PROBLEM TO SOLVE - State how many lines in the entries below hold the string "info", and give nothing besides that number.
----
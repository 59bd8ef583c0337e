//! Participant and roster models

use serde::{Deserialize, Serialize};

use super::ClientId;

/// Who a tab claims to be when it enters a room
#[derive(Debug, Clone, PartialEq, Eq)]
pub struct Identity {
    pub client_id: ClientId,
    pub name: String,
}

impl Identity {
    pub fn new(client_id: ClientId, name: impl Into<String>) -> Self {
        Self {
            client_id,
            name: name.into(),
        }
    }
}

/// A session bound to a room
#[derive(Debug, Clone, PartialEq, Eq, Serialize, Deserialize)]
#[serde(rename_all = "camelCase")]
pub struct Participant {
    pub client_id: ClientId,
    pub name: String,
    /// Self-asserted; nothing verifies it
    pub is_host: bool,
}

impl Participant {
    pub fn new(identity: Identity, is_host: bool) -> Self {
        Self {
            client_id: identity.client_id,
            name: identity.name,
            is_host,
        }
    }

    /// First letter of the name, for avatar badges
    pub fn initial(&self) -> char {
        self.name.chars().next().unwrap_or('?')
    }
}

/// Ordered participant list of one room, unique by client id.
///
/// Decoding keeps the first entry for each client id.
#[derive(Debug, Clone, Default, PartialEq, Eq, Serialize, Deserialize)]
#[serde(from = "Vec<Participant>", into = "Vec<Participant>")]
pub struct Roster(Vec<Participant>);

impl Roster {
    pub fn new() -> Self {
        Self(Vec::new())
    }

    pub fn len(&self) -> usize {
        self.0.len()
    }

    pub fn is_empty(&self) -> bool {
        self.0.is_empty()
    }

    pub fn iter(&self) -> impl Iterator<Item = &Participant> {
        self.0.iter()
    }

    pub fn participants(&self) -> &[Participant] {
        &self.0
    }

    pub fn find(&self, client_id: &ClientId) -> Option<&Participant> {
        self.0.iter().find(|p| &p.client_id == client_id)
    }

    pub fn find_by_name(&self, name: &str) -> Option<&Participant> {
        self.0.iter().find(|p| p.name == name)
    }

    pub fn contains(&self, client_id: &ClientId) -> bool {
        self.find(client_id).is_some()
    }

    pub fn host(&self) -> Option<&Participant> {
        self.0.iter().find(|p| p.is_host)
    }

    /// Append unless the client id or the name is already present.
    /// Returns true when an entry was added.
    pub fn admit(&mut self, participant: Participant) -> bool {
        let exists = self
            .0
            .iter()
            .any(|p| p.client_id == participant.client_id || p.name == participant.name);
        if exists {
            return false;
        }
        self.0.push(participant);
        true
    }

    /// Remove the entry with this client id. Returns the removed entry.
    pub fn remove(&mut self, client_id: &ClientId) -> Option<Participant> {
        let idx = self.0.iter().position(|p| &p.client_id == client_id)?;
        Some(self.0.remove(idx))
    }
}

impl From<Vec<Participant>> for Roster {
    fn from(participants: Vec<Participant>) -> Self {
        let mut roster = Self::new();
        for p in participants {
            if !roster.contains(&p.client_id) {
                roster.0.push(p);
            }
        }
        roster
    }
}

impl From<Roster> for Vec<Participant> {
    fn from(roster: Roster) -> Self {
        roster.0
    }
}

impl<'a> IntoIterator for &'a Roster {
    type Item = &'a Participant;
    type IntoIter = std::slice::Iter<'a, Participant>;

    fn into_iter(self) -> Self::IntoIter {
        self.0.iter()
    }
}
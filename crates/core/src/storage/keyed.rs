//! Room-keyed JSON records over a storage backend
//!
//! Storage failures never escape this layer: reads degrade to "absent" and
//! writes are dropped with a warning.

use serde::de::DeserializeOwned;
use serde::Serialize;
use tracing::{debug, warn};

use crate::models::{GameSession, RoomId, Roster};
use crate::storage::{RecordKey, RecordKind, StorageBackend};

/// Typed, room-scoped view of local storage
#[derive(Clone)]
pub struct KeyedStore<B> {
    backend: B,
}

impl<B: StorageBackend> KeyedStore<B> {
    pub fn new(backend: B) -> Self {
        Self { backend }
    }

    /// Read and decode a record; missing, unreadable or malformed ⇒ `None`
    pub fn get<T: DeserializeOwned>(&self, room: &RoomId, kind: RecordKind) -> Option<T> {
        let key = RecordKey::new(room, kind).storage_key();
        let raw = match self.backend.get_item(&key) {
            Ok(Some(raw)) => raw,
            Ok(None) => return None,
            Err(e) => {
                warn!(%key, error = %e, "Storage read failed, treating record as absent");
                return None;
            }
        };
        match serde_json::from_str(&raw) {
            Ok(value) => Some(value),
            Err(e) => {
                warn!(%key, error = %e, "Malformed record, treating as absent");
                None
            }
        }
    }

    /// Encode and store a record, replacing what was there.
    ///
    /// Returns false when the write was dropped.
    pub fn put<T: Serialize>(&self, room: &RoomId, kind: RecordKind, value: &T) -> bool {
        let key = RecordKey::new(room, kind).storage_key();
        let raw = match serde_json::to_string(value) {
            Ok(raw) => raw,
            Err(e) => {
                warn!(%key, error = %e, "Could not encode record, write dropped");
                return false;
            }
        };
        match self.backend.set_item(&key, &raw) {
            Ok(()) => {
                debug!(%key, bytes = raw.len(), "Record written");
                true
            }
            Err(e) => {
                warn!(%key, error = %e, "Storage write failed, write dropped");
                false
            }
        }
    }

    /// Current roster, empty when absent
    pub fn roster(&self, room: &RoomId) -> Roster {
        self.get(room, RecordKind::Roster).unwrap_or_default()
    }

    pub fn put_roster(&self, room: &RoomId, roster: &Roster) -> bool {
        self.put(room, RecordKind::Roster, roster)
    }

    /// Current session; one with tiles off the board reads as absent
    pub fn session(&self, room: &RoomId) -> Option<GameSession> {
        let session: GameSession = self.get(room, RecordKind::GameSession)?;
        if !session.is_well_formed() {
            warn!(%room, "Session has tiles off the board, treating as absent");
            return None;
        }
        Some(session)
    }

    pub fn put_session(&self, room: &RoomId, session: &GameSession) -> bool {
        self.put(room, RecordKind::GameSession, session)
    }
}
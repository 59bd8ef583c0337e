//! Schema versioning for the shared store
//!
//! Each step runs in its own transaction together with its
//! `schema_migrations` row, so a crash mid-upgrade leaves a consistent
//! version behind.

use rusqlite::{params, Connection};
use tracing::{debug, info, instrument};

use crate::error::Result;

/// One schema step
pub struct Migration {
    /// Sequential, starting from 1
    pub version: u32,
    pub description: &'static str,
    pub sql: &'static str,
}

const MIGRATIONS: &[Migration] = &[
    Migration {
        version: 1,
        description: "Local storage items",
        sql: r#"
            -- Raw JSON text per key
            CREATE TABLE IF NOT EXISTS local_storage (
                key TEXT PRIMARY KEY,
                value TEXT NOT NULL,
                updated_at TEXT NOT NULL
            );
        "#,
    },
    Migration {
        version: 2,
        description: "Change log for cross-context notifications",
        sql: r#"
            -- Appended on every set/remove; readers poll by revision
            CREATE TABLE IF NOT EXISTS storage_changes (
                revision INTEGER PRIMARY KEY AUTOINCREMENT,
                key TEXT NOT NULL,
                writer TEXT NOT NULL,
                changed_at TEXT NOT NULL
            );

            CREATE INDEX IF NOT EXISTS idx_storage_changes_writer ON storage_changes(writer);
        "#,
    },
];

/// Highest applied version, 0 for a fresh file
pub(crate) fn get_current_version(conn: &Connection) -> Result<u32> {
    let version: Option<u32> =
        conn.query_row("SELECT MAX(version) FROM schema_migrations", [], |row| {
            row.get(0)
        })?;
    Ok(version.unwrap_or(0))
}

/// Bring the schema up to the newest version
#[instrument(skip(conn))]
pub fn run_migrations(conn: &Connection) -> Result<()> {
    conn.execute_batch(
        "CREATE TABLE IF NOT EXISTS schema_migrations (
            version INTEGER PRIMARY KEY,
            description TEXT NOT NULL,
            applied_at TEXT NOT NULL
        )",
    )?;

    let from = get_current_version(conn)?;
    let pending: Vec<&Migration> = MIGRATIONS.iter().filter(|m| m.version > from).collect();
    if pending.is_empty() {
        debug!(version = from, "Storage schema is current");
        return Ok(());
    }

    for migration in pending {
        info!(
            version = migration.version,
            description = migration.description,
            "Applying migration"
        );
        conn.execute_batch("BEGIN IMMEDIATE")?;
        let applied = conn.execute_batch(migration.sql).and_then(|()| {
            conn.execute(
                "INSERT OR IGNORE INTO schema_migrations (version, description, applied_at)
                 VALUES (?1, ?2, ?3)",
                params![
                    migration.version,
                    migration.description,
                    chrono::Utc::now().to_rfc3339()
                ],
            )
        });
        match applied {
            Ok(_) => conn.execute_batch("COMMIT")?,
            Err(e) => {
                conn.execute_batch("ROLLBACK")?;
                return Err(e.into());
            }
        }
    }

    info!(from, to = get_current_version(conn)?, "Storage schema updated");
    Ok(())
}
----
WORKED SOLUTION - 3